Né comme la danseuse monochrome du très monomaniaque Carsten Nicolai, le label allemand Raster-Noton a étrangement tiré son épingle du jeu de la grande déconfiture clicks’n’cuts de la deuxième moitié des années 2000 pour devenir le label post-électronique le plus écouté et le plus distribué de son continent. Mais après plusieurs années à tremper dans un jus post-digital esthétisant et pas franchement ragoûtant (cette fameuse muzak à lunettes carrées qu’on pose sur la platine pour tester son ampli à lampes audiophile), le label s’est doucement endurci ces deux dernières années en publiant quelques excellents plateaux radicaux (le furieux Test pattern de Ryoji Ikeda, le magique COH plays Cosey d’Ivan Pavlov et Cosey Fanni Tutti, l’extrême Atavism des revenants SND) et le chef d’oeuvre électronique de 2009, le Liedgut d’Atom™. Mais c’est avec la série de maxis UNUN que les DA de Raster nous surprennent le plus : oubliez la table des éléments qui donne son nom au catalogue et vous voilà en présence d’oeuvrettes furibondes, enthousiastes et bourrées de bonnes idées. La faute au volume inaugural de la série paru en 2008, signé NHK (les noisers Kouhei Matsunaga et Toshio Munehiro), et qui mettait un gros coup de latte dans la fourmilière des bouffeurs de sinus à renfort de polyrythmie furieuse ?

Le newcomer Grischa Lichtenberger, qui fait là ses premiers pas discographiques, semble en tout cas avoir retenu la leçon. Sur le papier, on baille (le matériau sonore du disque comprend des bruits de radiateurs ou de machines cassées, blah blah), mais le petit gars tonne et étonne. Avec ses clusters de larsens et ses blocs de ciment érodé tombés tout net de la cuisse d’une session récente de Autechre, le méchant Treibgut impressionne même beaucoup. Avec un processing analogique en bout de course, c’est presque du miel pour les oreilles.

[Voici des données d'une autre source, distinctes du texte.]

//! Gemini Live wire messages.
//!
//! Client messages are externally tagged objects (`{"setup": {...}}`,
//! `{"realtimeInput": {...}}`, `{"toolResponse": {...}}`). Server messages
//! are a single object whose optional members say what the message carries;
//! [`LiveServerMessage::into_server_message`] flattens them into the
//! provider-neutral [`ServerMessage`].

use serde::{Deserialize, Serialize};

use super::config::model_path;
use crate::core::realtime::base::{
    AudioChunk, Citation, FunctionDeclaration, ServerMessage, SessionSetup, ToolCall, ToolResponse,
};

// =============================================================================
// Client Messages
// =============================================================================

/// Messages sent from client to server.
#[derive(Debug, Clone, Serialize)]
#[serde(rename_all = "camelCase")]
pub enum LiveClientMessage {
    Setup(Setup),
    RealtimeInput(RealtimeInput),
    ToolResponse(ToolResponseBody),
}

impl LiveClientMessage {
    /// Setup message for a new session.
    pub fn setup(setup: &SessionSetup) -> Self {
        let speech_config = setup.voice.as_ref().map(|voice| SpeechConfig {
            voice_config: VoiceConfig {
                prebuilt_voice_config: PrebuiltVoiceConfig {
                    voice_name: voice.clone(),
                },
            },
        });

        let system_instruction = setup
            .system_instruction
            .as_ref()
            .filter(|text| !text.trim().is_empty())
            .map(|text| Content {
                parts: vec![TextPart { text: text.clone() }],
            });

        let mut tools = Vec::new();
        if !setup.tools.is_empty() {
            tools.push(Tool {
                function_declarations: setup.tools.clone(),
                google_search: None,
            });
        }
        if setup.google_search {
            tools.push(Tool {
                function_declarations: Vec::new(),
                google_search: Some(serde_json::json!({})),
            });
        }

        Self::Setup(Setup {
            model: model_path(&setup.model),
            generation_config: GenerationConfig {
                response_modalities: vec!["AUDIO".to_string()],
                speech_config,
            },
            system_instruction,
            tools,
        })
    }

    /// One microphone frame.
    pub fn audio(mime_type: impl Into<String>, data: impl Into<String>) -> Self {
        Self::RealtimeInput(RealtimeInput {
            media_chunks: vec![MediaChunk {
                mime_type: mime_type.into(),
                data: data.into(),
            }],
        })
    }

    /// Batched tool responses.
    pub fn tool_responses(responses: Vec<ToolResponse>) -> Self {
        Self::ToolResponse(ToolResponseBody {
            function_responses: responses
                .into_iter()
                .map(|r| FunctionResponse {
                    id: r.id,
                    name: r.name,
                    response: r.response,
                })
                .collect(),
        })
    }
}

/// Session setup.
#[derive(Debug, Clone, Serialize)]
#[serde(rename_all = "camelCase")]
pub struct Setup {
    pub model: String,
    pub generation_config: GenerationConfig,
    #[serde(skip_serializing_if = "Option::is_none")]
    pub system_instruction: Option<Content>,
    #[serde(skip_serializing_if = "Vec::is_empty")]
    pub tools: Vec<Tool>,
}

#[derive(Debug, Clone, Serialize)]
#[serde(rename_all = "camelCase")]
pub struct GenerationConfig {
    pub response_modalities: Vec<String>,
    #[serde(skip_serializing_if = "Option::is_none")]
    pub speech_config: Option<SpeechConfig>,
}

#[derive(Debug, Clone, Serialize)]
#[serde(rename_all = "camelCase")]
pub struct SpeechConfig {
    pub voice_config: VoiceConfig,
}

#[derive(Debug, Clone, Serialize)]
#[serde(rename_all = "camelCase")]
pub struct VoiceConfig {
    pub prebuilt_voice_config: PrebuiltVoiceConfig,
}

#[derive(Debug, Clone, Serialize)]
#[serde(rename_all = "camelCase")]
pub struct PrebuiltVoiceConfig {
    pub voice_name: String,
}

#[derive(Debug, Clone, Serialize)]
pub struct Content {
    pub parts: Vec<TextPart>,
}

#[derive(Debug, Clone, Serialize)]
pub struct TextPart {
    pub text: String,
}

#[derive(Debug, Clone, Serialize)]
#[serde(rename_all = "camelCase")]
pub struct Tool {
    #[serde(skip_serializing_if = "Vec::is_empty")]
    pub function_declarations: Vec<FunctionDeclaration>,
    /// Empty object enabling search grounding
    #[serde(skip_serializing_if = "Option::is_none")]
    pub google_search: Option<serde_json::Value>,
}

#[derive(Debug, Clone, Serialize)]
#[serde(rename_all = "camelCase")]
pub struct RealtimeInput {
    pub media_chunks: Vec<MediaChunk>,
}

#[derive(Debug, Clone, Serialize)]
#[serde(rename_all = "camelCase")]
pub struct MediaChunk {
    pub mime_type: String,
    pub data: String,
}

#[derive(Debug, Clone, Serialize)]
#[serde(rename_all = "camelCase")]
pub struct ToolResponseBody {
    pub function_responses: Vec<FunctionResponse>,
}

#[derive(Debug, Clone, Serialize)]
pub struct FunctionResponse {
    pub id: String,
    pub name: String,
    pub response: serde_json::Value,
}

// =============================================================================
// Server Messages
// =============================================================================

/// Message received from the server.
#[derive(Debug, Clone, Default, Deserialize)]
#[serde(rename_all = "camelCase")]
pub struct LiveServerMessage {
    #[serde(default)]
    pub setup_complete: Option<serde_json::Value>,
    #[serde(default)]
    pub server_content: Option<ServerContent>,
    #[serde(default)]
    pub tool_call: Option<ToolCallBody>,
    #[serde(default)]
    pub tool_call_cancellation: Option<ToolCallCancellation>,
    #[serde(default)]
    pub go_away: Option<GoAway>,
}

#[derive(Debug, Clone, Default, Deserialize)]
#[serde(rename_all = "camelCase")]
pub struct ServerContent {
    #[serde(default)]
    pub model_turn: Option<ModelTurn>,
    #[serde(default)]
    pub interrupted: Option<bool>,
    #[serde(default)]
    pub turn_complete: Option<bool>,
    #[serde(default)]
    pub grounding_metadata: Option<GroundingMetadata>,
}

#[derive(Debug, Clone, Default, Deserialize)]
pub struct ModelTurn {
    #[serde(default)]
    pub parts: Vec<Part>,
}

#[derive(Debug, Clone, Default, Deserialize)]
#[serde(rename_all = "camelCase")]
pub struct Part {
    #[serde(default)]
    pub text: Option<String>,
    #[serde(default)]
    pub inline_data: Option<InlineData>,
    #[serde(default)]
    pub grounding_metadata: Option<GroundingMetadata>,
}

#[derive(Debug, Clone, Deserialize)]
#[serde(rename_all = "camelCase")]
pub struct InlineData {
    #[serde(default)]
    pub mime_type: Option<String>,
    pub data: String,
}

#[derive(Debug, Clone, Default, Deserialize)]
#[serde(rename_all = "camelCase")]
pub struct GroundingMetadata {
    #[serde(default)]
    pub grounding_chunks: Vec<GroundingChunk>,
}

#[derive(Debug, Clone, Default, Deserialize)]
pub struct GroundingChunk {
    #[serde(default)]
    pub web: Option<WebSource>,
}

#[derive(Debug, Clone, Default, Deserialize)]
pub struct WebSource {
    #[serde(default)]
    pub uri: Option<String>,
    #[serde(default)]
    pub title: Option<String>,
}

#[derive(Debug, Clone, Default, Deserialize)]
#[serde(rename_all = "camelCase")]
pub struct ToolCallBody {
    #[serde(default)]
    pub function_calls: Vec<FunctionCall>,
}

#[derive(Debug, Clone, Deserialize)]
pub struct FunctionCall {
    #[serde(default)]
    pub id: Option<String>,
    pub name: String,
    #[serde(default)]
    pub args: Option<serde_json::Value>,
}

#[derive(Debug, Clone, Default, Deserialize)]
pub struct ToolCallCancellation {
    #[serde(default)]
    pub ids: Vec<String>,
}

#[derive(Debug, Clone, Default, Deserialize)]
#[serde(rename_all = "camelCase")]
pub struct GoAway {
    #[serde(default)]
    pub time_left: Option<String>,
}

fn collect_citations(metadata: &GroundingMetadata, into: &mut Vec<Citation>) {
    for chunk in &metadata.grounding_chunks {
        let Some(web) = &chunk.web else { continue };
        let Some(uri) = web.uri.as_ref().filter(|uri| !uri.is_empty()) else {
            continue;
        };
        into.push(Citation {
            title: web.title.clone().unwrap_or_else(|| uri.clone()),
            uri: uri.clone(),
        });
    }
}

impl LiveServerMessage {
    /// Flatten into the provider-neutral form.
    pub fn into_server_message(self) -> ServerMessage {
        let mut message = ServerMessage {
            setup_complete: self.setup_complete.is_some(),
            ..Default::default()
        };

        if let Some(content) = self.server_content {
            message.interrupted = content.interrupted.unwrap_or(false);
            message.turn_complete = content.turn_complete.unwrap_or(false);

            if let Some(metadata) = &content.grounding_metadata {
                collect_citations(metadata, &mut message.citations);
            }
            for part in content.model_turn.map(|turn| turn.parts).unwrap_or_default() {
                if let Some(inline) = part.inline_data {
                    message.audio.push(AudioChunk {
                        mime_type: inline.mime_type,
                        data: inline.data,
                    });
                }
                if let Some(text) = part.text {
                    message.text.push(text);
                }
                if let Some(metadata) = &part.grounding_metadata {
                    collect_citations(metadata, &mut message.citations);
                }
            }
        }

        if let Some(tool_call) = self.tool_call {
            message.tool_calls = tool_call
                .function_calls
                .into_iter()
                .map(|call| ToolCall {
                    id: call.id.unwrap_or_default(),
                    name: call.name,
                    args: call
                        .args
                        .unwrap_or_else(|| serde_json::Value::Object(Default::default())),
                })
                .collect();
        }

        if let Some(cancellation) = self.tool_call_cancellation {
            message.cancelled_tool_calls = cancellation.ids;
        }

        if let Some(go_away) = self.go_away {
            message.go_away = Some(go_away.time_left.unwrap_or_default());
        }

        message
    }
}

Plus prévisible, l’ami Aoki Takamasa (qui squatte toujours le loft de Sakamoto à Berlin) se contenterait presque d’accélérer le tempo et de soustraire la house à ses tentatives récentes. Mais il faut bien avouer qu’avec un soupçon de vitesse et de méchanceté, sa science toujours plus massive du rythme a une allure folle et il n’y a guère que les boucles de voix dans les machines qui gâtent la ballade en montagne.

Mais c’est encore et toujours le doyen Mika Vainio de Pan Sonic, dieu sur terre de toute la clique, qui tire le plus loin et tape le plus fort. Enième retour au groove après une année d’errances dans les failles (le très fracturé et opaque Aíneen Musta Puhelin / Black telephone of matter, paru cet été sur Touch), ce Vandal EP furieux voit le Finlandais régler ses comptes avec tous ses pompeurs (le surestimé Sleeparchive en tête) et c’est à se fracasser la machoire contre un bloc de béton. Binaire et frigorifique sur « Barbarians », furieusement groovy sur « Teutons », limite wagnerien sur « Vandals », cet écho magistral des maxis B ou Osasto de Pan Sonic n’est pourtant qu’une énième preuve que même après quinze ans de carrière et 40 albums, l’arte povera de Mika est fraîche est fertile comme au premier jour.